Action item ::
Working from the entries below, give again each line from the first through the one containing "remote directory listing", exactly and with nothing else.

Recorded data ::

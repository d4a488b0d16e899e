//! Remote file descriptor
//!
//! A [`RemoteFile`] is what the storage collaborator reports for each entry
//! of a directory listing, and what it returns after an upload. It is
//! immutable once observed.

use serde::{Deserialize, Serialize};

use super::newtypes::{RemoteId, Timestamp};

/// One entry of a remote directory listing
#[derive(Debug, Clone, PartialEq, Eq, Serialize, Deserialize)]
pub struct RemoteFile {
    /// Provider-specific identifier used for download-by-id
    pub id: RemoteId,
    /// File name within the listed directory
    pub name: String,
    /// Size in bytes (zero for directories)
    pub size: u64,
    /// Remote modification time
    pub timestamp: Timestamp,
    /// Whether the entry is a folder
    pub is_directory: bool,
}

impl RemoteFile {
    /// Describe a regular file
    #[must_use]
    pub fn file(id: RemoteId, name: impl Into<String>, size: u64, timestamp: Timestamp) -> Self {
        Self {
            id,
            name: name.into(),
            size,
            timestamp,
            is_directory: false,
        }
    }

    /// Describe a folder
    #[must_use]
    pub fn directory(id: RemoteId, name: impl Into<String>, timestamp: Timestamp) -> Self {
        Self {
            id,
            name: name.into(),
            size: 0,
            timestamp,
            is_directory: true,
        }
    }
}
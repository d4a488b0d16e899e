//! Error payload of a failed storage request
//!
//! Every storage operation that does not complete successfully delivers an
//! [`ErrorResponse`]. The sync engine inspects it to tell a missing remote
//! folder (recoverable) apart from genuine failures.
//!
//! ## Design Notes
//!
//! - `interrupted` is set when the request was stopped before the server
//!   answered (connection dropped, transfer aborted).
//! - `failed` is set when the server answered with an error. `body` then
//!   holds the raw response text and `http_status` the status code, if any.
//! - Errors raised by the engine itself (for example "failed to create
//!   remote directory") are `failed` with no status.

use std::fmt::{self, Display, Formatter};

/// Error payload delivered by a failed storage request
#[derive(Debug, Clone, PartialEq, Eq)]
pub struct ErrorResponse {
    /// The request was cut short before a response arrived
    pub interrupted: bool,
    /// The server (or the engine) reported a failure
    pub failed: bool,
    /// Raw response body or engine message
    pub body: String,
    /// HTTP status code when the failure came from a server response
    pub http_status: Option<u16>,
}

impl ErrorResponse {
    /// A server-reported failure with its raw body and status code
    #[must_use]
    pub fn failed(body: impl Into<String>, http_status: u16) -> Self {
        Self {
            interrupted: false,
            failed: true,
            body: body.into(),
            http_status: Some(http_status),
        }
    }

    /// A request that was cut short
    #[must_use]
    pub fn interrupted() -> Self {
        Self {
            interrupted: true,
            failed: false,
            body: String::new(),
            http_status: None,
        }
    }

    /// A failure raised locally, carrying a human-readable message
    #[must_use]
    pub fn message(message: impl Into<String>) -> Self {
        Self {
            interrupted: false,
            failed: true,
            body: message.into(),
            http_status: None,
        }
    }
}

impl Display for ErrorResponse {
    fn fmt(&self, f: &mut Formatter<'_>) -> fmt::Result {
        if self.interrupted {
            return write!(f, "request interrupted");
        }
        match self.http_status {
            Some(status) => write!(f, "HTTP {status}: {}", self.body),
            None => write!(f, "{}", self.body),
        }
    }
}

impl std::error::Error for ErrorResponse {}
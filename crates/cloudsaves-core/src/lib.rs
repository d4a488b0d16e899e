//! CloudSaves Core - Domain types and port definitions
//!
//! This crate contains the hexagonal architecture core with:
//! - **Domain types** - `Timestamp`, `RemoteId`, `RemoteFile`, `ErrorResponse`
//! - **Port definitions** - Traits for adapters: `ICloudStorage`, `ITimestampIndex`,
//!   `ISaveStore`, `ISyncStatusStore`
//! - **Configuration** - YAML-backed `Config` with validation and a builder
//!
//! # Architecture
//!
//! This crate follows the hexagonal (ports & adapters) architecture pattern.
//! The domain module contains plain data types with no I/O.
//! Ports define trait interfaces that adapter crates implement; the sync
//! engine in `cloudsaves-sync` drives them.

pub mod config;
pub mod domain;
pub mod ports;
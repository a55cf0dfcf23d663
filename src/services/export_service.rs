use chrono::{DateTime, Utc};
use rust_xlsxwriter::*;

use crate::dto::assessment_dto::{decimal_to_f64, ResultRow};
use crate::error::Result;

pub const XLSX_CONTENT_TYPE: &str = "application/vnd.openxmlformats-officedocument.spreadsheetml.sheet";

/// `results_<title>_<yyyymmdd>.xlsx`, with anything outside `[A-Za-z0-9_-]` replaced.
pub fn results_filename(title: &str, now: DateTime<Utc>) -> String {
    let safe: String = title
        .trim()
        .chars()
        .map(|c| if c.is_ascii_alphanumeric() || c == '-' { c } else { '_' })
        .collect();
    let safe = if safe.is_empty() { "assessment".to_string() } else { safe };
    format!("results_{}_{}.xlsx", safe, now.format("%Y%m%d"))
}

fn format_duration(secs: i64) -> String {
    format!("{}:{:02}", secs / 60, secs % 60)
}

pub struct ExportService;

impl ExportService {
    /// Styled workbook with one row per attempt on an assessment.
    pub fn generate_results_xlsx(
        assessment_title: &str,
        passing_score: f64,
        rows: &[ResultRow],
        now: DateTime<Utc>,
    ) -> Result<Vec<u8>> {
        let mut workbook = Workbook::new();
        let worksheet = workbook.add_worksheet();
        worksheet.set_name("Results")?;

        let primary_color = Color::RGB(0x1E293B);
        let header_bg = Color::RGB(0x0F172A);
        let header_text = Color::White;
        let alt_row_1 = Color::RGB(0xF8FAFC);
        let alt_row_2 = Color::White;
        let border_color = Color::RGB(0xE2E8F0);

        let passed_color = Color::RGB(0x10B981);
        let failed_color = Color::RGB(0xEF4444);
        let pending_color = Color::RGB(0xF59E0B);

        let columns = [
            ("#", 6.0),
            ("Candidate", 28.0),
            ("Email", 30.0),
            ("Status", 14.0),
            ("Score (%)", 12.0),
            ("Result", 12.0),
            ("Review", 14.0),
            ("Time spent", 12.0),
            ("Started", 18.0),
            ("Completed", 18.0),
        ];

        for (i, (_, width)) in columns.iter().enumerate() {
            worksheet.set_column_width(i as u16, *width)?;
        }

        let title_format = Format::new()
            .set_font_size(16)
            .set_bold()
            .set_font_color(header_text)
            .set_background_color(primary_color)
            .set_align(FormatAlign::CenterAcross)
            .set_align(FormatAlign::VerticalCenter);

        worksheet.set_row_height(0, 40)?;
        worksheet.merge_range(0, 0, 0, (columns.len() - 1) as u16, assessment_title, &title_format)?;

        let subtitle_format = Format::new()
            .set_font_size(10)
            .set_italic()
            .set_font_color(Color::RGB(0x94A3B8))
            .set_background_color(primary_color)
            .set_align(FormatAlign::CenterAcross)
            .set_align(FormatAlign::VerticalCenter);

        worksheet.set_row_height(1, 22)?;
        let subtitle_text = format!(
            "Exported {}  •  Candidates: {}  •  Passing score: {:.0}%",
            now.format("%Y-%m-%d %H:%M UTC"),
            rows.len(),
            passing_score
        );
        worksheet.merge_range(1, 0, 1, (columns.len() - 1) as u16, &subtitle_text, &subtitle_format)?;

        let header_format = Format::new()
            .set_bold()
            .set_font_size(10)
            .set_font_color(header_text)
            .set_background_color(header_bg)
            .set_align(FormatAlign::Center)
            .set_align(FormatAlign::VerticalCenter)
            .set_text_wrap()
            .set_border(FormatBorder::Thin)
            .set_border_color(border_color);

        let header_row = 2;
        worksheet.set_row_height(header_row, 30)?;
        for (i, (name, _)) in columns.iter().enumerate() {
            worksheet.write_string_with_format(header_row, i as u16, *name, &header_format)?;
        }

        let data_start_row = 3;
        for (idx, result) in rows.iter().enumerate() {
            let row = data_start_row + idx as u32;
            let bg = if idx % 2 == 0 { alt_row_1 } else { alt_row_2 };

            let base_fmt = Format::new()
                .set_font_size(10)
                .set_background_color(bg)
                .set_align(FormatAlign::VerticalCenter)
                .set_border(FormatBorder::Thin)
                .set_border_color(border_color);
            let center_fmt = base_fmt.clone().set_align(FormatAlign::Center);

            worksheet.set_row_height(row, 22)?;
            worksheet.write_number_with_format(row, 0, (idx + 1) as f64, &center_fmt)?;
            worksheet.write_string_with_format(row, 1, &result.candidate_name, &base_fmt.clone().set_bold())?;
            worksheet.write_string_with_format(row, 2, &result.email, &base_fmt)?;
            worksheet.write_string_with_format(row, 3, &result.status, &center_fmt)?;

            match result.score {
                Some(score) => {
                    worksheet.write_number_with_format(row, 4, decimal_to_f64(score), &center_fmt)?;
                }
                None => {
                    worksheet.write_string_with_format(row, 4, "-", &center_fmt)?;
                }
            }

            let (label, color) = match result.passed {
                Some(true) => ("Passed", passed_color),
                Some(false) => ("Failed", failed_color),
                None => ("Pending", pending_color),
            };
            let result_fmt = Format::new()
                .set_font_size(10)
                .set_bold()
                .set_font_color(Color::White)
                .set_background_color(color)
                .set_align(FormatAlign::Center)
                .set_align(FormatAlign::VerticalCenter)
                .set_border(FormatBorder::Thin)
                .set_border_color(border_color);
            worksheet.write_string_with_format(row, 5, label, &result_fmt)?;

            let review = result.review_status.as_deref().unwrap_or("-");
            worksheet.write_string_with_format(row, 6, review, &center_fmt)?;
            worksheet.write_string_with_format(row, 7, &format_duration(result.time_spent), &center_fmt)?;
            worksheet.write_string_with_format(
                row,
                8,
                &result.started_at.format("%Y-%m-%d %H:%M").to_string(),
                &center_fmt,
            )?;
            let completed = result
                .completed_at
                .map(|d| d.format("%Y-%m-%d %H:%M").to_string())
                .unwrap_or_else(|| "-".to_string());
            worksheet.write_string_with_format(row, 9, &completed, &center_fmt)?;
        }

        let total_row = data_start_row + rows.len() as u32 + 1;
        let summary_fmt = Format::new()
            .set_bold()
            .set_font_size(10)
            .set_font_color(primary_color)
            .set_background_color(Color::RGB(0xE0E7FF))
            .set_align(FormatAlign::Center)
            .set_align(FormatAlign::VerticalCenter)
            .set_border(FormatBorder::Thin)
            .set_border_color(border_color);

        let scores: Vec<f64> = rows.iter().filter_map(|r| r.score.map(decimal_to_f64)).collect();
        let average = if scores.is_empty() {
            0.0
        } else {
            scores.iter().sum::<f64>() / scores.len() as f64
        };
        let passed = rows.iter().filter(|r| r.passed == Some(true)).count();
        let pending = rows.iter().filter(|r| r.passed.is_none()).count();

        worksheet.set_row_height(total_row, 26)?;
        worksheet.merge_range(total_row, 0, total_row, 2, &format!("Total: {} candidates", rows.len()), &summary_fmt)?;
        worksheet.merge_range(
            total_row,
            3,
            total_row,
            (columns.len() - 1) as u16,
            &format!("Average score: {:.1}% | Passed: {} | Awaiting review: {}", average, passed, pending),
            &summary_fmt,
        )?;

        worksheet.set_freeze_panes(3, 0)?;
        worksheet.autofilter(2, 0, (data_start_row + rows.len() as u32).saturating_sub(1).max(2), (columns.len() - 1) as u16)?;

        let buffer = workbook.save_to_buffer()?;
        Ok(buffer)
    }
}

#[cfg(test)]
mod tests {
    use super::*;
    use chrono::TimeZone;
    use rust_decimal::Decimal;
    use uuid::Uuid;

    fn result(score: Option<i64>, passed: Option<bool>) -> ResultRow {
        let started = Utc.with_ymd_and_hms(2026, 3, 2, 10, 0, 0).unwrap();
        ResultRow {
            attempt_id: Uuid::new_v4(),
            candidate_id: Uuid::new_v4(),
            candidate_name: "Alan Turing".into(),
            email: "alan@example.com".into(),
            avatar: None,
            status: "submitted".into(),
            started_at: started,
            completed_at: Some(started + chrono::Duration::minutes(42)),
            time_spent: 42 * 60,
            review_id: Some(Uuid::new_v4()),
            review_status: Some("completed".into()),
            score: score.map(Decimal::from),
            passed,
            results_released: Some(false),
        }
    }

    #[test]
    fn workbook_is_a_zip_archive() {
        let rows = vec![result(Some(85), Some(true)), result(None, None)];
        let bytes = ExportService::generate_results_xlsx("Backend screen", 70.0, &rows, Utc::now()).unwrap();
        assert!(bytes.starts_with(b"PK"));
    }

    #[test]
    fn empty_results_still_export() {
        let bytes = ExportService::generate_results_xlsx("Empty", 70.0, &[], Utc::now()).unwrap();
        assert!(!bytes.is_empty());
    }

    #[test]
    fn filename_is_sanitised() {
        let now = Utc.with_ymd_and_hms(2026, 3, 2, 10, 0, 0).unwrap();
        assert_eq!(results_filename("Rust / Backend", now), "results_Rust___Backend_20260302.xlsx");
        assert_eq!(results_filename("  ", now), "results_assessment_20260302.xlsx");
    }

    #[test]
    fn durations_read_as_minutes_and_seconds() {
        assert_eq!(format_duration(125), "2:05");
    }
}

Completed task ::
repository d4a488b0d16e899e
//! Remote file descriptor
//!
//! A [`RemoteFile`] is what the storage collaborator reports for each entry
//! of a directory listing, and what it returns after an upload. It is
//! immutable once observed.

use serde::{Deserialize, Serialize};

use super::newtypes::{RemoteId, Timestamp};

/// One entry of a remote directory listing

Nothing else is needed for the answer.